◆ Problem description ◆
Select every line below containing the word "directory".
[Start of Attachment]
// Copyright 2026 Phillip Cloud
// Licensed under the Apache License, Version 2.0

use anyhow::{Context, Result, anyhow, bail};
use rediscope_app::{
    DEFAULT_DATABASE_COUNT, DEFAULT_PAGE_SIZE, ERROR_NOTIFICATION_LIFETIME, SessionSettings,
};
use serde::Deserialize;
use std::env;
use std::fs;
use std::path::{Path, PathBuf};
use std::time::Duration;

pub const APP_NAME: &str = "rediscope";
pub const DEFAULT_REDIS_URL: &str = "redis://127.0.0.1:6379/0";

const CONFIG_VERSION: i64 = 1;
const MAX_DATABASES: i64 = 256;
const MAX_PAGE_SIZE: i64 = 10_000;
const DEFAULT_NOTIFICATION_TIMEOUT: &str = "5s";
const DEFAULT_LOG_LEVEL: &str = "info";

#[derive(Debug, Clone, Deserialize)]
pub struct Config {
    pub version: i64,
    #[serde(default)]
    pub redis: Redis,
    #[serde(default)]
    pub ui: Ui,
    #[serde(default)]
    pub log: Log,
}

impl Default for Config {
    fn default() -> Self {
        Self {
            version: CONFIG_VERSION,
            redis: Redis::default(),
            ui: Ui::default(),
            log: Log::default(),
        }
    }
}

#[derive(Debug, Clone, Default, Deserialize)]
pub struct Redis {
    pub url: Option<String>,
    pub databases: Option<i64>,
    pub page_size: Option<i64>,
}

#[derive(Debug, Clone, Deserialize)]
pub struct Ui {
    pub notification_timeout: Option<String>,
    pub refresh_interval: Option<String>,
}

impl Default for Ui {
    fn default() -> Self {
        Self {
            notification_timeout: Some(DEFAULT_NOTIFICATION_TIMEOUT.to_owned()),
            refresh_interval: None,
        }
    }
}

#[derive(Debug, Clone, Default, Deserialize)]
pub struct Log {
    pub path: Option<String>,
    pub level: Option<String>,
}

impl Config {
    pub fn default_path() -> Result<PathBuf> {
        if let Some(path) = env::var_os("REDISCOPE_CONFIG_PATH") {
            return Ok(PathBuf::from(path));
        }

        let config_root = dirs::config_dir().ok_or_else(|| {
            anyhow!(
                "cannot resolve config directory; set REDISCOPE_CONFIG_PATH to the config file"
            )
        })?;
        Ok(config_root.join(APP_NAME).join("config.toml"))
    }

    pub fn load(path: &Path) -> Result<Self> {
        if !path.exists() {
            return Ok(Self::default());
        }

        let raw = fs::read_to_string(path)
            .with_context(|| format!("read config file {}", path.display()))?;
        let value: toml::Value = toml::from_str(&raw)
            .with_context(|| format!("parse TOML config {}", path.display()))?;

        let version = value
            .get("version")
            .and_then(toml::Value::as_integer)
            .ok_or_else(|| {
                anyhow!(
                    "config file {} is not versioned. Add `version = 1` and place values under [redis], [ui], and [log]",
                    path.display()
                )
            })?;

        if version != CONFIG_VERSION {
            bail!(
                "unsupported config version {} in {}; expected version = 1",
                version,
                path.display()
            );
        }

        let config: Config = value
            .try_into()
            .with_context(|| format!("decode config {}", path.display()))?;
        config.validate(path)?;
        Ok(config)
    }

    fn validate(&self, path: &Path) -> Result<()> {
        if let Some(url) = &self.redis.url {
            rediscope_store::validate_redis_url(url)
                .with_context(|| format!("redis.url in {}", path.display()))?;
        }

        if let Some(databases) = self.redis.databases
            && !(1..=MAX_DATABASES).contains(&databases)
        {
            bail!(
                "redis.databases in {} must be between 1 and {MAX_DATABASES}, got {databases}",
                path.display()
            );
        }

        if let Some(page_size) = self.redis.page_size
            && !(1..=MAX_PAGE_SIZE).contains(&page_size)
        {
            bail!(
                "redis.page_size in {} must be between 1 and {MAX_PAGE_SIZE}, got {page_size}",
                path.display()
            );
        }

        if let Some(timeout) = &self.ui.notification_timeout
            && parse_duration(timeout)? <= Duration::ZERO
        {
            bail!(
                "ui.notification_timeout in {} must be positive, got {timeout}",
                path.display()
            );
        }

        if let Some(interval) = &self.ui.refresh_interval
            && parse_duration(interval)? <= Duration::ZERO
        {
            bail!(
                "ui.refresh_interval in {} must be positive, got {interval}",
                path.display()
            );
        }

        Ok(())
    }

    /// `REDIS_URL` wins over `[redis].url`, which wins over the local default.
    pub fn redis_url(&self) -> String {
        if let Ok(url) = env::var("REDIS_URL")
            && !url.trim().is_empty()
        {
            return url.trim().to_owned();
        }
        self.redis
            .url
            .clone()
            .unwrap_or_else(|| DEFAULT_REDIS_URL.to_owned())
    }

    pub fn database_count(&self) -> u16 {
        self.redis
            .databases
            .and_then(|count| u16::try_from(count).ok())
            .unwrap_or(DEFAULT_DATABASE_COUNT)
    }

    pub fn page_size(&self) -> usize {
        self.redis
            .page_size
            .and_then(|size| usize::try_from(size).ok())
            .unwrap_or(DEFAULT_PAGE_SIZE)
    }

    pub fn notification_timeout(&self) -> Result<Duration> {
        parse_duration(
            self.ui
                .notification_timeout
                .as_deref()
                .unwrap_or(DEFAULT_NOTIFICATION_TIMEOUT),
        )
    }

    pub fn refresh_interval(&self) -> Result<Option<Duration>> {
        self.ui
            .refresh_interval
            .as_deref()
            .map(parse_duration)
            .transpose()
    }

    pub fn session_settings(&self) -> Result<SessionSettings> {
        Ok(SessionSettings {
            database_count: self.database_count(),
            page_size: self.page_size(),
            notification_lifetime: self.notification_timeout()?,
            error_lifetime: ERROR_NOTIFICATION_LIFETIME,
        })
    }

    /// `REDISCOPE_LOG_PATH`, then `[log].path`, then the temp directory.
    pub fn log_path(&self) -> PathBuf {
        if let Some(path) = env::var_os("REDISCOPE_LOG_PATH") {
            return PathBuf::from(path);
        }
        match &self.log.path {
            Some(path) => PathBuf::from(path),
            None => env::temp_dir().join(format!("{APP_NAME}.log")),
        }
    }

    pub fn log_level(&self) -> &str {
        self.log.level.as_deref().unwrap_or(DEFAULT_LOG_LEVEL)
    }

    pub fn example_config(path: &Path) -> String {
        format!(
            "# rediscope config\n# Place this file at: {}\n\nversion = 1\n\n[redis]\n# REDIS_URL overrides this value when set.\nurl = \"{}\"\n# Number of logical databases offered as tabs.\ndatabases = {}\npage_size = {}\n\n[ui]\nnotification_timeout = \"{}\"\n# Optional. Re-fetch the highlighted value periodically.\n# refresh_interval = \"10s\"\n\n[log]\n# Optional. Default is <temp dir>/rediscope.log\n# path = \"/tmp/rediscope.log\"\nlevel = \"{}\"\n",
            path.display(),
            DEFAULT_REDIS_URL,
            DEFAULT_DATABASE_COUNT,
            DEFAULT_PAGE_SIZE,
            DEFAULT_NOTIFICATION_TIMEOUT,
            DEFAULT_LOG_LEVEL,
        )
    }
}

fn parse_duration(raw: &str) -> Result<Duration> {
    if let Some(value) = raw.strip_suffix("ms") {
        let millis: u64 = value
            .parse()
            .with_context(|| format!("invalid duration {raw:?}"))?;
        return Ok(Duration::from_millis(millis));
    }
    if let Some(value) = raw.strip_suffix('s') {
        let secs: u64 = value
            .parse()
            .with_context(|| format!("invalid duration {raw:?}"))?;
        return Ok(Duration::from_secs(secs));
    }
    if let Some(value) = raw.strip_suffix('m') {
        let mins: u64 = value
            .parse()
            .with_context(|| format!("invalid duration {raw:?}"))?;
        return Ok(Duration::from_secs(mins * 60));
    }

    bail!("invalid duration {raw:?}; use one of: <N>ms, <N>s, <N>m (for example 500ms or 5s)")
}
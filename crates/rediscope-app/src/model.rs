// Copyright 2026 Phillip Cloud
// Licensed under the Apache License, Version 2.0

use serde::{Deserialize, Serialize};
use std::time::Duration;

pub const DEFAULT_DATABASE_COUNT: u16 = 16;
pub const DEFAULT_PAGE_SIZE: usize = 40;
pub const DEFAULT_NOTIFICATION_LIFETIME: Duration = Duration::from_secs(5);
pub const ERROR_NOTIFICATION_LIFETIME: Duration = Duration::from_secs(5);

#[derive(Debug, Clone, Copy, PartialEq, Eq, Serialize, Deserialize)]
pub enum Mode {
    Listing,
    Filtering,
    EditingValue,
    Help,
}

impl Mode {
    pub const fn as_str(self) -> &'static str {
        match self {
            Self::Listing => "list",
            Self::Filtering => "filter",
            Self::EditingValue => "edit",
            Self::Help => "help",
        }
    }
}

#[derive(Debug, Clone, Copy, PartialEq, Eq)]
pub struct TerminalSize {
    pub rows: u16,
    pub cols: u16,
}

impl Default for TerminalSize {
    fn default() -> Self {
        Self { rows: 24, cols: 80 }
    }
}

/// Keyboard input as seen by the session, independent of the terminal backend.
#[derive(Debug, Clone, Copy, PartialEq, Eq)]
pub enum Key {
    Char(char),
    Ctrl(char),
    Enter,
    Esc,
    Backspace,
    Tab,
    BackTab,
    Up,
    Down,
    Left,
    Right,
    Home,
    End,
}

/// One page of a cursor-based key listing. A cursor of zero means the key
/// space is exhausted after this page.
#[derive(Debug, Clone, PartialEq, Eq, Default)]
pub struct KeyPage {
    keys: Vec<String>,
    cursor: u64,
}

impl KeyPage {
    pub fn new(keys: Vec<String>, cursor: u64) -> Self {
        Self { keys, cursor }
    }

    pub fn keys(&self) -> &[String] {
        &self.keys
    }

    pub const fn cursor(&self) -> u64 {
        self.cursor
    }

    pub const fn has_more(&self) -> bool {
        self.cursor != 0
    }

    pub fn len(&self) -> usize {
        self.keys.len()
    }

    pub fn is_empty(&self) -> bool {
        self.keys.is_empty()
    }

    pub fn get(&self, index: usize) -> Option<&str> {
        self.keys.get(index).map(String::as_str)
    }

    /// Builds the page that supersedes this one once `removed` keys are gone.
    pub fn without(&self, removed: &[String]) -> Self {
        Self {
            keys: self
                .keys
                .iter()
                .filter(|key| !removed.contains(key))
                .cloned()
                .collect(),
            cursor: self.cursor,
        }
    }
}

#[derive(Debug, Clone, Copy, PartialEq, Eq, Serialize, Deserialize)]
pub enum KeyType {
    String,
    Hash,
    List,
    Set,
    SortedSet,
}

impl KeyType {
    pub const fn as_str(self) -> &'static str {
        match self {
            Self::String => "string",
            Self::Hash => "hash",
            Self::List => "list",
            Self::Set => "set",
            Self::SortedSet => "zset",
        }
    }

    /// Parses a `TYPE` reply. Returns `None` for types without a renderer
    /// (streams, modules) and for `none`.
    pub fn parse(value: &str) -> Option<Self> {
        match value.trim().to_ascii_lowercase().as_str() {
            "string" => Some(Self::String),
            "hash" => Some(Self::Hash),
            "list" => Some(Self::List),
            "set" => Some(Self::Set),
            "zset" => Some(Self::SortedSet),
            _ => None,
        }
    }
}

#[derive(Debug, Clone, PartialEq)]
pub enum ValuePayload {
    Text(String),
    Hash(Vec<(String, String)>),
    List(Vec<String>),
    Set(Vec<String>),
    SortedSet(Vec<(String, f64)>),
}

impl ValuePayload {
    pub const fn key_type(&self) -> KeyType {
        match self {
            Self::Text(_) => KeyType::String,
            Self::Hash(_) => KeyType::Hash,
            Self::List(_) => KeyType::List,
            Self::Set(_) => KeyType::Set,
            Self::SortedSet(_) => KeyType::SortedSet,
        }
    }

    pub fn as_text(&self) -> Option<&str> {
        match self {
            Self::Text(text) => Some(text),
            _ => None,
        }
    }

    /// JSON form of the value: an object for hashes, arrays for lists and
    /// sets, ordered `{member, score}` pairs for sorted sets.
    pub fn to_json(&self) -> serde_json::Value {
        match self {
            Self::Text(text) => serde_json::Value::from(text.as_str()),
            Self::Hash(entries) => {
                let object = entries
                    .iter()
                    .map(|(field, value)| (field.clone(), serde_json::Value::from(value.as_str())))
                    .collect::<serde_json::Map<_, _>>();
                serde_json::Value::Object(object)
            }
            Self::List(items) | Self::Set(items) => serde_json::Value::from(items.clone()),
            Self::SortedSet(members) => serde_json::Value::Array(
                members
                    .iter()
                    .map(|(member, score)| serde_json::json!({ "member": member, "score": score }))
                    .collect(),
            ),
        }
    }

    /// Single-line text form: the raw string for string values, compact JSON
    /// for structured ones.
    pub fn to_plain_text(&self) -> String {
        match self {
            Self::Text(text) => text.clone(),
            _ => self.to_json().to_string(),
        }
    }
}

/// Remaining lifetime of a key at the moment it was fetched.
#[derive(Debug, Clone, Copy, PartialEq, Eq, Default)]
pub enum Ttl {
    #[default]
    Persistent,
    Expires(u64),
}

impl Ttl {
    /// Maps a raw `TTL` reply. `-2` (missing), `-1` (no expiry) and `0` all
    /// collapse to `Persistent`.
    pub const fn from_reply(seconds: i64) -> Self {
        if seconds > 0 {
            Self::Expires(seconds as u64)
        } else {
            Self::Persistent
        }
    }

    pub const fn seconds(self) -> Option<u64> {
        match self {
            Self::Persistent => None,
            Self::Expires(seconds) => Some(seconds),
        }
    }
}

#[derive(Debug, Clone, Copy, PartialEq, Eq, Serialize, Deserialize)]
pub enum NotificationKind {
    Info,
    Warning,
    Error,
}

impl NotificationKind {
    pub const fn as_str(self) -> &'static str {
        match self {
            Self::Info => "info",
            Self::Warning => "warn",
            Self::Error => "error",
        }
    }
}

#[derive(Debug, Clone, Copy, PartialEq, Eq)]
pub enum ErrorKind {
    Connection,
    Operation,
    UnsupportedType,
    MissingKey,
    Clipboard,
}

impl ErrorKind {
    pub const fn as_str(self) -> &'static str {
        match self {
            Self::Connection => "connection",
            Self::Operation => "operation",
            Self::UnsupportedType => "unsupported type",
            Self::MissingKey => "missing key",
            Self::Clipboard => "clipboard",
        }
    }
}

/// Identifies which asynchronous command a failure belongs to.
#[derive(Debug, Clone, PartialEq, Eq)]
pub enum Operation {
    ListKeys { listing: crate::ListingId },
    FetchValue { key: String },
    SetValue { key: String },
    DeleteKey { key: String },
    BulkDelete { count: usize },
    SwitchDatabase { index: u16 },
    CopyToClipboard,
}

impl Operation {
    pub const fn label(&self) -> &'static str {
        match self {
            Self::ListKeys { .. } => "list keys",
            Self::FetchValue { .. } => "get value",
            Self::SetValue { .. } => "set value",
            Self::DeleteKey { .. } => "delete key",
            Self::BulkDelete { .. } => "bulk delete",
            Self::SwitchDatabase { .. } => "switch database",
            Self::CopyToClipboard => "copy",
        }
    }
}
// Copyright 2026 Phillip Cloud
// Licensed under the Apache License, Version 2.0

use crate::HandleId;

/// Active logical database and the handle bound to it. A switch only takes
/// effect once the new handle has been verified and reported back.
#[derive(Debug, Clone, Copy, PartialEq, Eq)]
pub struct DatabaseSelector {
    active: u16,
    count: u16,
    handle: HandleId,
    pending: Option<u16>,
}

impl DatabaseSelector {
    pub fn new(active: u16, count: u16, handle: HandleId) -> Self {
        let count = count.max(1);
        Self {
            active: active % count,
            count,
            handle,
            pending: None,
        }
    }

    /// Computes the target index for a switch by `delta` tabs, counting from a
    /// switch still in flight. Returns `None` when the target is already active.
    pub fn switch(&mut self, delta: i32) -> Option<u16> {
        let base = i32::from(self.pending.unwrap_or(self.active));
        let target = (base + delta).rem_euclid(i32::from(self.count)) as u16;
        if self.pending.is_none() && target == self.active {
            return None;
        }
        self.pending = Some(target);
        Some(target)
    }

    /// Applies a verified switch. Completions for anything other than the
    /// latest requested index are ignored.
    pub fn complete(&mut self, index: u16, handle: HandleId) -> bool {
        if self.pending != Some(index) {
            return false;
        }
        self.pending = None;
        self.active = index;
        self.handle = handle;
        true
    }

    pub fn fail(&mut self, index: u16) -> bool {
        if self.pending != Some(index) {
            return false;
        }
        self.pending = None;
        true
    }

    pub fn active(&self) -> u16 {
        self.active
    }

    pub fn count(&self) -> u16 {
        self.count
    }

    pub fn handle(&self) -> HandleId {
        self.handle
    }

    pub fn pending(&self) -> Option<u16> {
        self.pending
    }
}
[End of Attachment]
◆ Written response ◆
                "cannot resolve config directory; set REDISCOPE_CONFIG_PATH to the config file"
    /// `REDISCOPE_LOG_PATH`, then `[log].path`, then the temp directory.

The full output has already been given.